§ **Problem to solve**
Print each line from the start of the records below up through the line where "pub struct QueueConfig" is found, exactly as given.

§ **Supplied material**
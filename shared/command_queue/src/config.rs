//! Connection configuration
//!
//! The queue service is configured by a single connection string made of
//! `Key=Value` pairs separated by `;`, for example
//! `Endpoint=https://sqs.eu-west-1.amazonaws.com;Region=eu-west-1`.
//! `UseDevelopmentStorage=true` targets a local `LocalStack` instance.

use std::{str::FromStr, time::Duration};

use aws_config::{retry::RetryConfig, timeout::TimeoutConfig, BehaviorVersion};
use aws_sdk_sqs::config::{Credentials, Region};
use strum::EnumString;

use crate::error::{QueueError, QueueResult};

/// `LocalStack` endpoint used for development storage
pub const DEVELOPMENT_ENDPOINT_URL: &str = "http://localhost:4566";
/// Region used for development storage
pub const DEVELOPMENT_REGION: &str = "us-east-1";
/// Static credential accepted by `LocalStack`
const DEVELOPMENT_CREDENTIAL: &str = "test";
/// Provider name attached to credentials taken from the connection string
const CREDENTIALS_PROVIDER_NAME: &str = "queue-connection-string";

/// Process-wide queue configuration
#[derive(Debug, Clone, PartialEq, Eq)]
pub struct QueueConfig {
    /// Transport connection string
    pub queue_connection_string: String,
}

impl QueueConfig {
    /// Creates a new queue configuration
    #[must_use]
    pub fn new(queue_connection_string: impl Into<String>) -> Self {
        Self {
            queue_connection_string: queue_connection_string.into(),
        }
    }

    /// Parses the connection string
    ///
    /// # Errors
    ///
    /// Returns `QueueError::ConnectionError` if the connection string is invalid
    pub fn connection_settings(&self) -> QueueResult<ConnectionSettings> {
        self.queue_connection_string.parse()
    }
}

/// Keys accepted in a connection string
#[derive(Debug, Clone, Copy, PartialEq, Eq, EnumString)]
#[strum(ascii_case_insensitive)]
enum ConnectionKey {
    UseDevelopmentStorage,
    DevelopmentStorageProxyUri,
    Endpoint,
    Region,
    AccessKeyId,
    SecretAccessKey,
    SessionToken,
}

/// Static credentials taken from a connection string
#[derive(Clone, PartialEq, Eq)]
pub struct StaticCredentials {
    /// Access key ID
    pub access_key_id: String,
    /// Secret access key
    pub secret_access_key: String,
    /// Optional session token
    pub session_token: Option<String>,
}

impl std::fmt::Debug for StaticCredentials {
    fn fmt(&self, f: &mut std::fmt::Formatter<'_>) -> std::fmt::Result {
        f.debug_struct("StaticCredentials")
            .field("access_key_id", &self.access_key_id)
            .field("secret_access_key", &"** redacted **")
            .field("session_token", &self.session_token.as_ref().map(|_| "** redacted **"))
            .finish()
    }
}

/// Parsed connection string
#[derive(Debug, Clone, PartialEq, Eq, Default)]
pub struct ConnectionSettings {
    /// Endpoint override, `None` for the regular AWS endpoints
    pub endpoint_url: Option<String>,
    /// Region, `None` to use the default provider chain
    pub region: Option<String>,
    /// Static credentials, `None` to use the default provider chain
    pub credentials: Option<StaticCredentials>,
}

impl ConnectionSettings {
    /// Settings targeting `LocalStack`
    #[must_use]
    pub fn development(endpoint_url: Option<String>) -> Self {
        Self {
            endpoint_url: Some(endpoint_url.unwrap_or_else(|| DEVELOPMENT_ENDPOINT_URL.to_string())),
            region: Some(DEVELOPMENT_REGION.to_string()),
            credentials: Some(StaticCredentials {
                access_key_id: DEVELOPMENT_CREDENTIAL.to_string(),
                secret_access_key: DEVELOPMENT_CREDENTIAL.to_string(),
                session_token: None,
            }),
        }
    }

    /// AWS configuration with retry and timeout settings
    pub async fn aws_config(&self) -> aws_config::SdkConfig {
        let retry_config = RetryConfig::standard()
            .with_max_attempts(3)
            .with_initial_backoff(Duration::from_millis(50));

        let timeout_config = TimeoutConfig::builder()
            .operation_timeout(Duration::from_secs(30))
            .build();

        let mut loader = aws_config::defaults(BehaviorVersion::latest())
            .retry_config(retry_config)
            .timeout_config(timeout_config);

        if let Some(endpoint_url) = &self.endpoint_url {
            loader = loader.endpoint_url(endpoint_url);
        }

        if let Some(region) = &self.region {
            loader = loader.region(Region::new(region.clone()));
        }

        if let Some(credentials) = &self.credentials {
            loader = loader.credentials_provider(Credentials::new(
                credentials.access_key_id.clone(),
                credentials.secret_access_key.clone(),
                credentials.session_token.clone(),
                None,
                CREDENTIALS_PROVIDER_NAME,
            ));
        }

        loader.load().await
    }
}

impl FromStr for ConnectionSettings {
    type Err = QueueError;

    fn from_str(connection_string: &str) -> Result<Self, Self::Err> {
        if connection_string.trim().is_empty() {
            return Err(connection_error("connection string is empty"));
        }

        let mut use_development_storage = false;
        let mut proxy_uri = None;
        let mut endpoint_url = None;
        let mut region = None;
        let mut access_key_id = None;
        let mut secret_access_key = None;
        let mut session_token = None;

        for segment in connection_string.split(';').map(str::trim) {
            if segment.is_empty() {
                continue;
            }

            let (key, value) = segment
                .split_once('=')
                .ok_or_else(|| connection_error(format!("expected Key=Value, got '{segment}'")))?;
            let (key, value) = (key.trim(), value.trim());

            let parsed_key = ConnectionKey::from_str(key)
                .map_err(|_| connection_error(format!("unknown setting '{key}'")))?;

            if value.is_empty() {
                return Err(connection_error(format!("setting '{key}' has no value")));
            }

            match parsed_key {
                ConnectionKey::UseDevelopmentStorage => {
                    use_development_storage = value.to_ascii_lowercase().parse().map_err(|_| {
                        connection_error(format!("'{value}' is not a valid boolean for '{key}'"))
                    })?;
                }
                ConnectionKey::DevelopmentStorageProxyUri => proxy_uri = Some(parse_url(key, value)?),
                ConnectionKey::Endpoint => endpoint_url = Some(parse_url(key, value)?),
                ConnectionKey::Region => region = Some(value.to_string()),
                ConnectionKey::AccessKeyId => access_key_id = Some(value.to_string()),
                ConnectionKey::SecretAccessKey => secret_access_key = Some(value.to_string()),
                ConnectionKey::SessionToken => session_token = Some(value.to_string()),
            }
        }

        if use_development_storage {
            let has_other_settings = endpoint_url.is_some()
                || region.is_some()
                || access_key_id.is_some()
                || secret_access_key.is_some()
                || session_token.is_some();
            if has_other_settings {
                return Err(connection_error(
                    "UseDevelopmentStorage can only be combined with DevelopmentStorageProxyUri",
                ));
            }
            return Ok(Self::development(proxy_uri));
        }

        if proxy_uri.is_some() {
            return Err(connection_error(
                "DevelopmentStorageProxyUri requires UseDevelopmentStorage=true",
            ));
        }

        let credentials = match (access_key_id, secret_access_key) {
            (Some(access_key_id), Some(secret_access_key)) => Some(StaticCredentials {
                access_key_id,
                secret_access_key,
                session_token,
            }),
            (None, None) if session_token.is_none() => None,
            (None, None) => {
                return Err(connection_error(
                    "SessionToken requires AccessKeyId and SecretAccessKey",
                ))
            }
            _ => {
                return Err(connection_error(
                    "AccessKeyId and SecretAccessKey must be set together",
                ))
            }
        };

        Ok(Self {
            endpoint_url,
            region,
            credentials,
        })
    }
}

fn parse_url(key: &str, value: &str) -> QueueResult<String> {
    let has_host = value
        .strip_prefix("http://")
        .or_else(|| value.strip_prefix("https://"))
        .is_some_and(|rest| !rest.is_empty());

    if has_host {
        Ok(value.trim_end_matches('/').to_string())
    } else {
        Err(connection_error(format!(
            "'{value}' is not a valid http(s) URL for '{key}'"
        )))
    }
}

fn connection_error(message: impl Into<String>) -> QueueError {
    QueueError::ConnectionError(message.into())
}
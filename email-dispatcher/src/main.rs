use anyhow::{Context, Result};
use command_queue::{Envelope, QueueServices};
use email_dispatcher::types::Environment;
use tracing::info;
use tracing_subscriber::{filter::LevelFilter, fmt, EnvFilter};

#[tokio::main]
async fn main() -> Result<()> {
    let env = Environment::from_env();

    let filter = EnvFilter::builder()
        .with_default_directive(LevelFilter::from_level(env.tracing_level()).into())
        .from_env_lossy();

    // Use JSON format for staging/production, regular format for development
    if env.json_logs() {
        fmt().json().with_env_filter(filter).init();
    } else {
        fmt().with_env_filter(filter).init();
    }

    info!("Starting Email Dispatcher in {:?} environment", env);

    let services = QueueServices::new(env.queue_connection_string());
    let message = Envelope::new(env.send_email_command());

    let message_id = services
        .communicator()
        .send(&message)
        .await
        .with_context(|| format!("Failed to send email command to '{}'", message.route()))?;

    info!(message_id = %message_id, route = message.route(), "✅ Email command queued");

    Ok(())
}
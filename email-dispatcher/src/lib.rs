#![deny(clippy::all, clippy::pedantic, clippy::nursery, dead_code)]

pub mod types;
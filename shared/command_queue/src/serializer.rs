use serde::{de::DeserializeOwned, Serialize};

use crate::{error::QueueResult, message::Envelope};

/// Converts envelopes to and from their queue text representation
pub trait MessageSerializer: Send + Sync {
    /// Encodes an envelope, route included
    ///
    /// # Errors
    ///
    /// Returns `QueueError::MalformedPayload` if the envelope cannot be encoded
    fn serialize(&self, envelope: &Envelope) -> QueueResult<String>;

    /// Decodes an envelope
    ///
    /// # Errors
    ///
    /// Returns `QueueError::MalformedPayload` if the text is not valid or does not match
    /// any known command shape
    fn deserialize(&self, text: &str) -> QueueResult<Envelope>;
}

/// JSON serializer backed by `serde_json`
#[derive(Debug, Clone, Copy, Default)]
pub struct JsonMessageSerializer;

#[allow(clippy::unused_self)]
impl JsonMessageSerializer {
    /// Encodes any serializable value as JSON
    ///
    /// # Errors
    ///
    /// Returns `QueueError::MalformedPayload` if the value cannot be encoded
    pub fn serialize_value<T: Serialize + ?Sized>(&self, value: &T) -> QueueResult<String> {
        Ok(serde_json::to_string(value)?)
    }

    /// Decodes JSON into a concrete message type
    ///
    /// # Errors
    ///
    /// Returns `QueueError::MalformedPayload` if the text is not JSON or does not match `T`
    pub fn deserialize_value<T: DeserializeOwned>(&self, text: &str) -> QueueResult<T> {
        Ok(serde_json::from_str(text)?)
    }
}

impl MessageSerializer for JsonMessageSerializer {
    fn serialize(&self, envelope: &Envelope) -> QueueResult<String> {
        self.serialize_value(envelope)
    }

    fn deserialize(&self, text: &str) -> QueueResult<Envelope> {
        self.deserialize_value(text)
    }
}
//! SQS queue client factory

use std::{collections::HashMap, sync::Arc};

use async_trait::async_trait;
use aws_sdk_sqs::{types::QueueAttributeName, Client as SqsClient};
use tokio::sync::{OnceCell, RwLock};
use tracing::{debug, info};

use crate::{
    client::{sqs_queue::FIFO_SUFFIX, QueueClient, QueueClientFactory, SqsQueueClient},
    config::QueueConfig,
    error::{QueueError, QueueResult},
};

/// Maximum length of an SQS queue name, `.fifo` suffix included
const MAX_QUEUE_NAME_LEN: usize = 80;

/// Validates a queue name against SQS naming rules
///
/// Names are 1 to 80 characters of ASCII alphanumerics, `-` and `_`, with an
/// optional `.fifo` suffix.
///
/// # Errors
///
/// Returns `QueueError::InvalidQueueName` if the name is not valid
pub fn validate_queue_name(queue_name: &str) -> QueueResult<()> {
    let base = queue_name.strip_suffix(FIFO_SUFFIX).unwrap_or(queue_name);

    if base.is_empty() {
        return Err(QueueError::InvalidQueueName(
            "queue name must not be empty".to_string(),
        ));
    }

    if queue_name.len() > MAX_QUEUE_NAME_LEN {
        return Err(QueueError::InvalidQueueName(format!(
            "'{queue_name}' is longer than {MAX_QUEUE_NAME_LEN} characters"
        )));
    }

    if let Some(invalid) = base
        .chars()
        .find(|c| !(c.is_ascii_alphanumeric() || *c == '-' || *c == '_'))
    {
        return Err(QueueError::InvalidQueueName(format!(
            "'{queue_name}' contains invalid character '{invalid}'"
        )));
    }

    Ok(())
}

/// Factory resolving SQS queues by name
///
/// The SQS client is built from the connection string on first use. Queues are created
/// if they do not exist and the resulting handles are cached by name. Concurrent callers
/// asking for the same queue share a single resolution.
pub struct SqsQueueClientFactory {
    config: Arc<QueueConfig>,
    sqs_client: OnceCell<Arc<SqsClient>>,
    clients: RwLock<HashMap<String, Arc<OnceCell<Arc<dyn QueueClient>>>>>,
}

impl SqsQueueClientFactory {
    /// Creates a new factory
    ///
    /// # Arguments
    ///
    /// * `config` - Process-wide queue configuration
    #[must_use]
    pub fn new(config: Arc<QueueConfig>) -> Self {
        Self {
            config,
            sqs_client: OnceCell::new(),
            clients: RwLock::new(HashMap::new()),
        }
    }

    /// Creates a factory around an already configured SQS client
    #[must_use]
    pub fn with_sqs_client(config: Arc<QueueConfig>, sqs_client: Arc<SqsClient>) -> Self {
        Self {
            config,
            sqs_client: OnceCell::new_with(Some(sqs_client)),
            clients: RwLock::new(HashMap::new()),
        }
    }

    /// Queue configuration used by this factory
    #[must_use]
    pub fn config(&self) -> &QueueConfig {
        &self.config
    }

    async fn sqs_client(&self) -> QueueResult<Arc<SqsClient>> {
        self.sqs_client
            .get_or_try_init(|| async {
                let settings = self.config.connection_settings()?;
                debug!(
                    endpoint_url = ?settings.endpoint_url,
                    region = ?settings.region,
                    "Building SQS client"
                );
                Ok::<_, QueueError>(Arc::new(SqsClient::new(&settings.aws_config().await)))
            })
            .await
            .cloned()
    }

    /// Returns the resolution slot for a queue, inserting an empty one if needed
    async fn client_cell(&self, queue_name: &str) -> Arc<OnceCell<Arc<dyn QueueClient>>> {
        if let Some(cell) = self.clients.read().await.get(queue_name) {
            return cell.clone();
        }

        self.clients
            .write()
            .await
            .entry(queue_name.to_string())
            .or_default()
            .clone()
    }

    async fn create_queue(sqs_client: &SqsClient, queue_name: &str) -> QueueResult<String> {
        let mut request = sqs_client.create_queue().queue_name(queue_name);
        if queue_name.ends_with(FIFO_SUFFIX) {
            request = request
                .attributes(QueueAttributeName::FifoQueue, "true")
                .attributes(QueueAttributeName::ContentBasedDeduplication, "true");
        }

        let result = request.send().await.map_err(QueueError::from_create_queue)?;

        result
            .queue_url()
            .map(std::string::ToString::to_string)
            .ok_or_else(|| {
                QueueError::ConnectionError(format!("SQS returned no URL for queue '{queue_name}'"))
            })
    }
}

#[async_trait]
impl QueueClientFactory for SqsQueueClientFactory {
    async fn get_client(&self, queue_name: &str) -> QueueResult<Arc<dyn QueueClient>> {
        validate_queue_name(queue_name)?;

        let cell = self.client_cell(queue_name).await;

        let client = cell
            .get_or_try_init(|| async {
                let sqs_client = self.sqs_client().await?;
                let queue_url = Self::create_queue(&sqs_client, queue_name).await?;
                info!(queue_name, queue_url = %queue_url, "Resolved queue");

                let client: Arc<dyn QueueClient> = Arc::new(SqsQueueClient::new(
                    sqs_client,
                    queue_name.to_string(),
                    queue_url,
                ));
                Ok::<_, QueueError>(client)
            })
            .await?;

        Ok(client.clone())
    }
}
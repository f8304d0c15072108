#[macro_use]
pub mod metrics;

pub mod caching;
pub mod config;
pub mod coordinator;
pub mod fetch;
pub mod logging;
pub mod pool;
pub mod services;
pub mod types;
pub mod utils;

#[cfg(test)]
pub(crate) use epg_test as test;
//! Provides access to the metrics system.
use std::collections::BTreeMap;
use std::net::{ToSocketAddrs, UdpSocket};
use std::ops::Deref;
use std::sync::OnceLock;

use anyhow::{Context, Result};
use cadence::{Metric, MetricBuilder, StatsdClient, UdpMetricSink};

static METRICS_CLIENT: OnceLock<MetricsClient> = OnceLock::new();

/// The metrics prelude that is necessary to use the client.
pub mod prelude {
    pub use cadence::prelude::*;
}

#[derive(Debug)]
pub struct MetricsClient {
    /// The raw statsd client.
    pub statsd_client: StatsdClient,

    /// A collection of tags and values that will be sent with every metric.
    tags: BTreeMap<String, String>,
}

impl MetricsClient {
    #[inline(always)]
    pub fn send_metric<'a, T>(&'a self, mut metric: MetricBuilder<'a, '_, T>)
    where
        T: Metric + From<String>,
    {
        for (tag, value) in self.tags.iter() {
            metric = metric.with_tag(tag, value);
        }
        metric.send()
    }
}

impl Deref for MetricsClient {
    type Target = StatsdClient;

    fn deref(&self) -> &Self::Target {
        &self.statsd_client
    }
}

/// Tell the metrics system to report to statsd.
///
/// Only the first successful call installs a client, later calls are ignored.
pub fn configure_statsd<A: ToSocketAddrs>(
    prefix: &str,
    host: A,
    tags: BTreeMap<String, String>,
) -> Result<()> {
    let addrs: Vec<_> = host
        .to_socket_addrs()
        .context("failed to resolve statsd host")?
        .collect();
    if let Some(addr) = addrs.first() {
        tracing::info!("Reporting metrics to statsd at {}", addr);
    }
    let socket = UdpSocket::bind("0.0.0.0:0").context("failed to bind statsd socket")?;
    socket.set_nonblocking(true)?;
    let sink = UdpMetricSink::from(&addrs[..], socket).context("failed to create statsd sink")?;
    let statsd_client = StatsdClient::from_sink(prefix, sink);

    if METRICS_CLIENT
        .set(MetricsClient {
            statsd_client,
            tags,
        })
        .is_err()
    {
        tracing::warn!("statsd is already configured");
    }
    Ok(())
}

/// Invoke a callback with the current statsd client.
///
/// If statsd is not configured the callback is not invoked. For the most part
/// the [`metric!`](crate::metric) macro should be used instead.
#[inline(always)]
pub fn with_client<F, R>(f: F) -> R
where
    F: FnOnce(&MetricsClient) -> R,
    R: Default,
{
    match METRICS_CLIENT.get() {
        Some(client) => f(client),
        None => Default::default(),
    }
}

/// Emits a metric.
#[macro_export]
macro_rules! metric {
    // counters
    (counter($id:expr) += $value:expr $(, $k:expr => $v:expr)* $(,)?) => {{
        use $crate::metrics::prelude::*;
        $crate::metrics::with_client(|client| {
            client.send_metric(
                client.count_with_tags($id, $value)
                    $(.with_tag($k, $v))*
            );
        })
    }};

    // gauges
    (gauge($id:expr) = $value:expr $(, $k:expr => $v:expr)* $(,)?) => {{
        use $crate::metrics::prelude::*;
        $crate::metrics::with_client(|client| {
            client.send_metric(
                client.gauge_with_tags($id, $value)
                    $(.with_tag($k, $v))*
            );
        })
    }};

    // timers
    (timer($id:expr) = $value:expr $(, $k:expr => $v:expr)* $(,)?) => {{
        use $crate::metrics::prelude::*;
        $crate::metrics::with_client(|client| {
            client.send_metric(
                client.time_with_tags($id, $value)
                    $(.with_tag($k, $v))*
            );
        })
    }};
}
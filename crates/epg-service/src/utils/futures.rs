/// Execute a callback on dropping of the container type.
///
/// The callback must not panic under any circumstance. Since it is called while dropping an item,
/// this might result in aborting program execution.
pub struct CallOnDrop {
    f: Option<Box<dyn FnOnce() + Send + 'static>>,
}

impl CallOnDrop {
    /// Creates a new `CallOnDrop`.
    pub fn new<F: FnOnce() + Send + 'static>(f: F) -> CallOnDrop {
        CallOnDrop {
            f: Some(Box::new(f)),
        }
    }
}

impl Drop for CallOnDrop {
    fn drop(&mut self) {
        if let Some(f) = self.f.take() {
            f();
        }
    }
}

impl std::fmt::Debug for CallOnDrop {
    fn fmt(&self, f: &mut std::fmt::Formatter<'_>) -> std::fmt::Result {
        f.debug_struct("CallOnDrop")
            .field("armed", &self.f.is_some())
            .finish()
    }
}
use std::sync::Arc;
use std::sync::atomic::{AtomicUsize, Ordering};
use std::time::Duration;

use chrono::{Datelike, NaiveDate, NaiveTime};
use epg_service::config::Config;
use epg_service::fetch::{FetchError, Fetcher};
use epg_service::services::EpgServices;
use epg_service::types::{ProgramEntry, Schedule, TaskKey};
use epg_test as test;
use futures::future::BoxFuture;

/// A fetcher serving a fixed lineup for every station, after a short delay.
///
/// Dates that do not parse as `yyyy-MM-dd` are reported as malformed.
#[derive(Debug, Default)]
pub struct LineupFetcher {
    calls: AtomicUsize,
}

impl LineupFetcher {
    pub fn calls(&self) -> usize {
        self.calls.load(Ordering::SeqCst)
    }
}

impl Fetcher for LineupFetcher {
    fn fetch<'a>(&'a self, key: &'a TaskKey) -> BoxFuture<'a, Result<Schedule, FetchError>> {
        self.calls.fetch_add(1, Ordering::SeqCst);

        Box::pin(async move {
            tokio::time::sleep(Duration::from_millis(50)).await;
            let air_date = NaiveDate::parse_from_str(key.date(), "%Y-%m-%d")
                .map_err(|err| FetchError::Malformed(err.to_string()))?;
            Ok(lineup(key.station(), air_date))
        })
    }
}

/// The lineup served by [`LineupFetcher`].
pub fn lineup(station: &str, air_date: NaiveDate) -> Schedule {
    [(6, "Morning News"), (12, "Noon Report"), (19, "Evening Drama")]
        .into_iter()
        .map(|(hour, program)| ProgramEntry {
            station: station.to_owned(),
            program: program.to_owned(),
            air_date,
            air_time: NaiveTime::from_hms_opt(hour, 0, 0).unwrap(),
            week_index: air_date.weekday().number_from_monday() as u8,
        })
        .collect()
}

/// Setup tests and create a service backed by a [`LineupFetcher`].
///
/// The service persists schedules into the returned temporary directory. The directory is cleaned
/// up when the [`TempDir`](test::TempDir) instance is dropped. Keep it as guard until the test has
/// finished.
pub fn setup_service(
    update_config: impl FnOnce(&mut Config),
) -> (EpgServices, Arc<LineupFetcher>, test::TempDir) {
    test::setup();

    let cache_dir = test::tempdir();
    let mut config = Config {
        cache_dir: Some(cache_dir.path().to_owned()),
        ..Default::default()
    };
    update_config(&mut config);

    let fetcher = Arc::new(LineupFetcher::default());
    let handle = tokio::runtime::Handle::current();
    let services = EpgServices::new(config, fetcher.clone(), handle).unwrap();

    (services, fetcher, cache_dir)
}
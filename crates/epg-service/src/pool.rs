//! A bounded pool for running fetches.

use std::future::Future;
use std::sync::Arc;

use sentry::{Hub, SentryFutureExt};
use tokio::runtime::Handle;
use tokio::sync::Semaphore;
use tokio::task::JoinHandle;

/// Runs jobs on a tokio runtime, with at most `size` of them executing at the same time.
///
/// Jobs beyond that limit are queued until a running job finishes. The pool does not give any
/// ordering guarantees between queued jobs.
#[derive(Clone)]
pub struct WorkerPool {
    runtime: Handle,
    permits: Arc<Semaphore>,
    size: usize,
}

impl std::fmt::Debug for WorkerPool {
    fn fmt(&self, f: &mut std::fmt::Formatter<'_>) -> std::fmt::Result {
        f.debug_struct("WorkerPool")
            .field("size", &self.size)
            .field("idle", &self.permits.available_permits())
            .finish()
    }
}

impl WorkerPool {
    /// Creates a pool of `size` workers, spawning onto `runtime`.
    ///
    /// A `size` of zero is treated as one.
    pub fn new(size: usize, runtime: Handle) -> Self {
        let size = size.max(1);
        Self {
            runtime,
            permits: Arc::new(Semaphore::new(size)),
            size,
        }
    }

    /// The maximum number of concurrently executing jobs.
    pub fn size(&self) -> usize {
        self.size
    }

    /// The number of workers not currently executing a job.
    pub fn idle(&self) -> usize {
        self.permits.available_permits()
    }

    /// Spawns `job` onto the pool.
    ///
    /// The job starts once a worker is free. It runs to completion even if the returned handle
    /// is dropped. The currently active [`sentry::Hub`] is propagated to the job.
    pub fn spawn<F>(&self, job: F) -> JoinHandle<F::Output>
    where
        F: Future + Send + 'static,
        F::Output: Send + 'static,
    {
        let permits = Arc::clone(&self.permits);
        let job = async move {
            // The semaphore is never closed.
            let _permit = permits.acquire_owned().await.ok();
            job.await
        };
        self.runtime.spawn(job.bind_hub(Hub::new_from_top(Hub::current())))
    }
}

§ **Solution to this task**
filename shared/command_queue/src/config.rs
//! Connection configuration
//!
//! The queue service is configured by a single connection string made of
//! `Key=Value` pairs separated by `;`, for example
//! `Endpoint=https://sqs.eu-west-1.amazonaws.com;Region=eu-west-1`.
//! `UseDevelopmentStorage=true` targets a local `LocalStack` instance.

use std::{str::FromStr, time::Duration};

use aws_config::{retry::RetryConfig, timeout::TimeoutConfig, BehaviorVersion};
use aws_sdk_sqs::config::{Credentials, Region};
use strum::EnumString;

use crate::error::{QueueError, QueueResult};

/// `LocalStack` endpoint used for development storage
pub const DEVELOPMENT_ENDPOINT_URL: &str = "http://localhost:4566";
/// Region used for development storage
pub const DEVELOPMENT_REGION: &str = "us-east-1";
/// Static credential accepted by `LocalStack`
const DEVELOPMENT_CREDENTIAL: &str = "test";
/// Provider name attached to credentials taken from the connection string
const CREDENTIALS_PROVIDER_NAME: &str = "queue-connection-string";

/// Process-wide queue configuration
#[derive(Debug, Clone, PartialEq, Eq)]
pub struct QueueConfig {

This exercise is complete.